Dataset extract section start

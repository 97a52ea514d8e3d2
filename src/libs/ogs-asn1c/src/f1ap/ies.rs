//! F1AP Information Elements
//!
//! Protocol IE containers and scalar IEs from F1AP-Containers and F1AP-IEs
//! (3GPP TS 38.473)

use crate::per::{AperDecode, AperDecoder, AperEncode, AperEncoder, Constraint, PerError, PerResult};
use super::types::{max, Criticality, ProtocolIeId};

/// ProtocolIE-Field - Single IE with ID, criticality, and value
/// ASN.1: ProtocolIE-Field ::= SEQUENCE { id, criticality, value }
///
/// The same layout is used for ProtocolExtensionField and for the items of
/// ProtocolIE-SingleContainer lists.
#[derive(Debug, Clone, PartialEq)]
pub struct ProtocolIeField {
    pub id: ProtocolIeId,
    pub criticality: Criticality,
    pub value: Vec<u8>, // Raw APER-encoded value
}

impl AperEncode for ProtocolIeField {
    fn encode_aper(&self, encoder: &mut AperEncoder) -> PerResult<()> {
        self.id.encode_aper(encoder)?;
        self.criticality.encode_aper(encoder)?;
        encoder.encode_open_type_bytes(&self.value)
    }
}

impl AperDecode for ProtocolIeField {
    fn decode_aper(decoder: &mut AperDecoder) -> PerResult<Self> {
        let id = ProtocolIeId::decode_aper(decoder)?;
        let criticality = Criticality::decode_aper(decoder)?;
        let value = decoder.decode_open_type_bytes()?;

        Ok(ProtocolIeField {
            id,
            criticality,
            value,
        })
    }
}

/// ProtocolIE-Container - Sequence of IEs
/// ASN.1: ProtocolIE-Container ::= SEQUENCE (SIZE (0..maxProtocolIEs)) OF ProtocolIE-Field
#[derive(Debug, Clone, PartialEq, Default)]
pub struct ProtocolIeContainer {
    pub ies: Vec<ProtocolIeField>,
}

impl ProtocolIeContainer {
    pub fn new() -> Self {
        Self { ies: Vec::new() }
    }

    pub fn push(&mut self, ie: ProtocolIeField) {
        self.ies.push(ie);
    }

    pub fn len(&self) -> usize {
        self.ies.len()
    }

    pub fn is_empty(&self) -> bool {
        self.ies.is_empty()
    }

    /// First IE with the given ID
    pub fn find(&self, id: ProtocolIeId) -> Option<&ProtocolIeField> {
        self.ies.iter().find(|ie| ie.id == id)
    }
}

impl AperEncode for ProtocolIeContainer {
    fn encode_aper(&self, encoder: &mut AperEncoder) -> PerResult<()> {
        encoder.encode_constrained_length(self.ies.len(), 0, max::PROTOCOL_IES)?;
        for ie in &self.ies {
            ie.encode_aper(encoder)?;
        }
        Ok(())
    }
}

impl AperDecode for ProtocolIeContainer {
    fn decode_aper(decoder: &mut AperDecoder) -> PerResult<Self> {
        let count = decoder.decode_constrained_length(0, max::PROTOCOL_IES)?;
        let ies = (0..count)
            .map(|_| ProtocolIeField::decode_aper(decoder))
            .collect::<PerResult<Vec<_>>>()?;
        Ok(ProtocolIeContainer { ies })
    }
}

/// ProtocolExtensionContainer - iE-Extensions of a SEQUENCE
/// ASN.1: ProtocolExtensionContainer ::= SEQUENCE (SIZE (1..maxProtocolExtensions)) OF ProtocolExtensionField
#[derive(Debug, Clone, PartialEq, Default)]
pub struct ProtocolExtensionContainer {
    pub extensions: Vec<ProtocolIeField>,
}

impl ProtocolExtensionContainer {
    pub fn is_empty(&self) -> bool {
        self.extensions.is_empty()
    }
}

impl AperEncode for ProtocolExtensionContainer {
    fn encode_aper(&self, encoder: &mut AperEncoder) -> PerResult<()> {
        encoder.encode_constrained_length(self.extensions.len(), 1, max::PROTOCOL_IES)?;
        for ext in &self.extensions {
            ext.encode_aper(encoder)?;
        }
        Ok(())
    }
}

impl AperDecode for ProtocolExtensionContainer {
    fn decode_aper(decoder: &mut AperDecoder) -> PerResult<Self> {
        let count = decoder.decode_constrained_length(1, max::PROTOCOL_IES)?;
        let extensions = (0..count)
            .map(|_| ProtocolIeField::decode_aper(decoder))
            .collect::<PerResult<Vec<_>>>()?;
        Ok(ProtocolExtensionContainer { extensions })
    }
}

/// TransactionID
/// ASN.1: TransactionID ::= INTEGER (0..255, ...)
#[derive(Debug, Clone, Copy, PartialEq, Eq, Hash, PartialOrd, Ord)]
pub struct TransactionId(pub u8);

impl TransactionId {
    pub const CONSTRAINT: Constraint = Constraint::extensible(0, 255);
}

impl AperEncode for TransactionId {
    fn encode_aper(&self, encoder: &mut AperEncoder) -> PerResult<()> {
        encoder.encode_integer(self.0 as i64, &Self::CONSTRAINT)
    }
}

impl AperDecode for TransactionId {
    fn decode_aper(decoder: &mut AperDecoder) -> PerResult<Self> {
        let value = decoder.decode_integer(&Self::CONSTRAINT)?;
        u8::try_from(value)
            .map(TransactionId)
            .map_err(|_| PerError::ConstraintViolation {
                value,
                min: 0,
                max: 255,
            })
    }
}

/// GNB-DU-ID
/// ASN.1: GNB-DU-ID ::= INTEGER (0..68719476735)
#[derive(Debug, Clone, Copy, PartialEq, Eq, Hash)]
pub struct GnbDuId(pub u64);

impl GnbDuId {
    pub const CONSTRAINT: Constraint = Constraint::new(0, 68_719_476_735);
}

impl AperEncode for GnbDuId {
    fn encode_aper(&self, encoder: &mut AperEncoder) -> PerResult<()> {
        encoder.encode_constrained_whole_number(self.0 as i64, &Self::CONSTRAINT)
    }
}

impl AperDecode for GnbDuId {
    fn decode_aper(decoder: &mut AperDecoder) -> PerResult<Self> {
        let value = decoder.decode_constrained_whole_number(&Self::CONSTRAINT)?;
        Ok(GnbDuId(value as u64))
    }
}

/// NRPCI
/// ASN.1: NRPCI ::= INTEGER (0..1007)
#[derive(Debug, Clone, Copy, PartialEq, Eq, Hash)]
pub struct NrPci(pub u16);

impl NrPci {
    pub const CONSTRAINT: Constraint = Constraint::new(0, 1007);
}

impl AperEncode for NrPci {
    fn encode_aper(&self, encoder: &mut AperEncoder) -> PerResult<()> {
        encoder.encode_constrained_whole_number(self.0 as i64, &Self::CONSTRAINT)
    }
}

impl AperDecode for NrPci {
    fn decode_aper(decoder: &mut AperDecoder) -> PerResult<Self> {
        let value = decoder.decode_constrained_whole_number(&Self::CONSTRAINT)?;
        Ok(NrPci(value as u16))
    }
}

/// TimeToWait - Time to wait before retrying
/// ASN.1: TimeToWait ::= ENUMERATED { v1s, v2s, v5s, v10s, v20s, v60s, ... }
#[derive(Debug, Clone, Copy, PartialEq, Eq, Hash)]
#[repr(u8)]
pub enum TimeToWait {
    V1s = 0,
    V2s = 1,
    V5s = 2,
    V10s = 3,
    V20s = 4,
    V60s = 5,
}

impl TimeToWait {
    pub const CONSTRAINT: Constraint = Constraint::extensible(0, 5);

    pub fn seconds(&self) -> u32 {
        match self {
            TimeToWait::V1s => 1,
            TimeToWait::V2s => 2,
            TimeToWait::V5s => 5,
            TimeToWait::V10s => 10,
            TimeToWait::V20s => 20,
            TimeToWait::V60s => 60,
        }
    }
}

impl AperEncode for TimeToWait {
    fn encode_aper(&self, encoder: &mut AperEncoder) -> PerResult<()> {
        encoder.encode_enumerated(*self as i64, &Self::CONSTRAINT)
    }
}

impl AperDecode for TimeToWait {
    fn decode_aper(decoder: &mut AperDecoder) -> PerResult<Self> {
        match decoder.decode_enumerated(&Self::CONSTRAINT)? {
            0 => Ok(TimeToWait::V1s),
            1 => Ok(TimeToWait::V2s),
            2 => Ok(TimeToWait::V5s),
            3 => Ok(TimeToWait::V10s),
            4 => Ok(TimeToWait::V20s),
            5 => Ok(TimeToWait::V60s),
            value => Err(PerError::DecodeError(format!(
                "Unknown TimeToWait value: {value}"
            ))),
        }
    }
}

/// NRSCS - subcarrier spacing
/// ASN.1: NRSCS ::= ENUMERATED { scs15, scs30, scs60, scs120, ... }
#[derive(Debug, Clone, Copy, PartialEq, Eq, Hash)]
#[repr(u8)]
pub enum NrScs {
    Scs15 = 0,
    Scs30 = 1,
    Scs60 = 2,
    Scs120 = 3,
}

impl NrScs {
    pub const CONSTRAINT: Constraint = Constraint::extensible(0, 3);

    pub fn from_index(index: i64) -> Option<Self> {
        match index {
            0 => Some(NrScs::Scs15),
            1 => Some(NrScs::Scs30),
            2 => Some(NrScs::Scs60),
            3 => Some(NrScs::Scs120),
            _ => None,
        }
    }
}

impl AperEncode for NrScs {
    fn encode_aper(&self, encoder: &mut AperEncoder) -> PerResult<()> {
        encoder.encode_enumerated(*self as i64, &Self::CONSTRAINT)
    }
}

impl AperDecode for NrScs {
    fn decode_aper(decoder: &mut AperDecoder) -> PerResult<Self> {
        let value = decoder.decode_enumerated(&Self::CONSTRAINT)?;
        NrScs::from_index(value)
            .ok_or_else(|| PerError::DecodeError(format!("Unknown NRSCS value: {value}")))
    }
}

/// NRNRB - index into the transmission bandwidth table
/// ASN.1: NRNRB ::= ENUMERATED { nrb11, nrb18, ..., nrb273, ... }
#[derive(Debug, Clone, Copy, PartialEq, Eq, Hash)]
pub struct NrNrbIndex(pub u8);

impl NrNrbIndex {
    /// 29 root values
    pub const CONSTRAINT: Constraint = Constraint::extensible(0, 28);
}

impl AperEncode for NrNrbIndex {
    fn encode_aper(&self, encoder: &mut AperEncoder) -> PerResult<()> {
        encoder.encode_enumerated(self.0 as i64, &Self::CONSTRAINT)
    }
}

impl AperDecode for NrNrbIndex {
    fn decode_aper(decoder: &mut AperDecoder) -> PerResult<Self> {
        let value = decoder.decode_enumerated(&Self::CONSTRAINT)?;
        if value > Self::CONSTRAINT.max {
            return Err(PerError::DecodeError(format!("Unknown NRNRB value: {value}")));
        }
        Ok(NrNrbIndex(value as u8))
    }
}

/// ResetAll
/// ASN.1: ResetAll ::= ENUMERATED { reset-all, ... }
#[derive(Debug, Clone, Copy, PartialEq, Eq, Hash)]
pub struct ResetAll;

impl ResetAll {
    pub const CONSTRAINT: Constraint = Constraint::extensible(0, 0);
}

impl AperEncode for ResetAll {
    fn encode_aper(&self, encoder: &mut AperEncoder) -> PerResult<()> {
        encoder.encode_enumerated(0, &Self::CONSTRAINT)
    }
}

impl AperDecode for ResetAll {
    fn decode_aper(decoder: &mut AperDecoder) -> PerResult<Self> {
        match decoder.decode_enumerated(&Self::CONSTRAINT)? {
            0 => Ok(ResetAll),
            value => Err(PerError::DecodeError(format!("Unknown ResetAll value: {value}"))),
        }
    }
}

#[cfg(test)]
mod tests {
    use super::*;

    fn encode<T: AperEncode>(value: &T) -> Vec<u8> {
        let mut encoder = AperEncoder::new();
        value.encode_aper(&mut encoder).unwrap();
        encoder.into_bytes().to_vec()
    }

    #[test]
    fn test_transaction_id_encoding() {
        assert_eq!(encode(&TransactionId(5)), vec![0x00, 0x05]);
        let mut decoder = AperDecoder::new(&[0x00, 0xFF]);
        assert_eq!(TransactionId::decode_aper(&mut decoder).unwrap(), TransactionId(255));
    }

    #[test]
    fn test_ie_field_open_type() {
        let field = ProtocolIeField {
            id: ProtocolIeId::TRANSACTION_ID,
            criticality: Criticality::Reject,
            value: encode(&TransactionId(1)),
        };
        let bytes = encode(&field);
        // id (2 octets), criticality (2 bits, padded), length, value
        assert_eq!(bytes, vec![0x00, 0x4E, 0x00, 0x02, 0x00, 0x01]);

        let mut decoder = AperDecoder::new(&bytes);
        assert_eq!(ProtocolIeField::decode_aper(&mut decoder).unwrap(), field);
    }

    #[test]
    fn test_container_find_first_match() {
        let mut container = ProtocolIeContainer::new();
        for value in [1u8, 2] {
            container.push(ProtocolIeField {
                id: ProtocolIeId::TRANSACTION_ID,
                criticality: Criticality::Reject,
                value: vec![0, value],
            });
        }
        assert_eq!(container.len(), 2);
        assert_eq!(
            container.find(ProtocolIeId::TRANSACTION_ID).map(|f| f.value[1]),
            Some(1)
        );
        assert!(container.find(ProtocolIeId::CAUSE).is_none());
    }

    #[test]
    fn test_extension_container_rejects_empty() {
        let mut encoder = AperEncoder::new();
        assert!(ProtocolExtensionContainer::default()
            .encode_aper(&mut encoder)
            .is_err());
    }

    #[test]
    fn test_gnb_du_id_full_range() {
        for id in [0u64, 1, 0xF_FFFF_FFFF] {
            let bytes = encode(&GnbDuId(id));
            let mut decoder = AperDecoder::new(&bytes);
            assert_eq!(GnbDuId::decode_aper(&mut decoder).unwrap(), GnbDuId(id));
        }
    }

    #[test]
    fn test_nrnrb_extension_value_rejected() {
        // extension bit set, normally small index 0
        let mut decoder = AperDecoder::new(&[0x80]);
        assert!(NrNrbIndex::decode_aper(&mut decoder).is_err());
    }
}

Dataset extract section end

Go through the records above and copy each line where "Some" is found.

Exercise result:
            0 => Some(NrScs::Scs15),
            1 => Some(NrScs::Scs30),
            2 => Some(NrScs::Scs60),
            3 => Some(NrScs::Scs120),
            Some(1)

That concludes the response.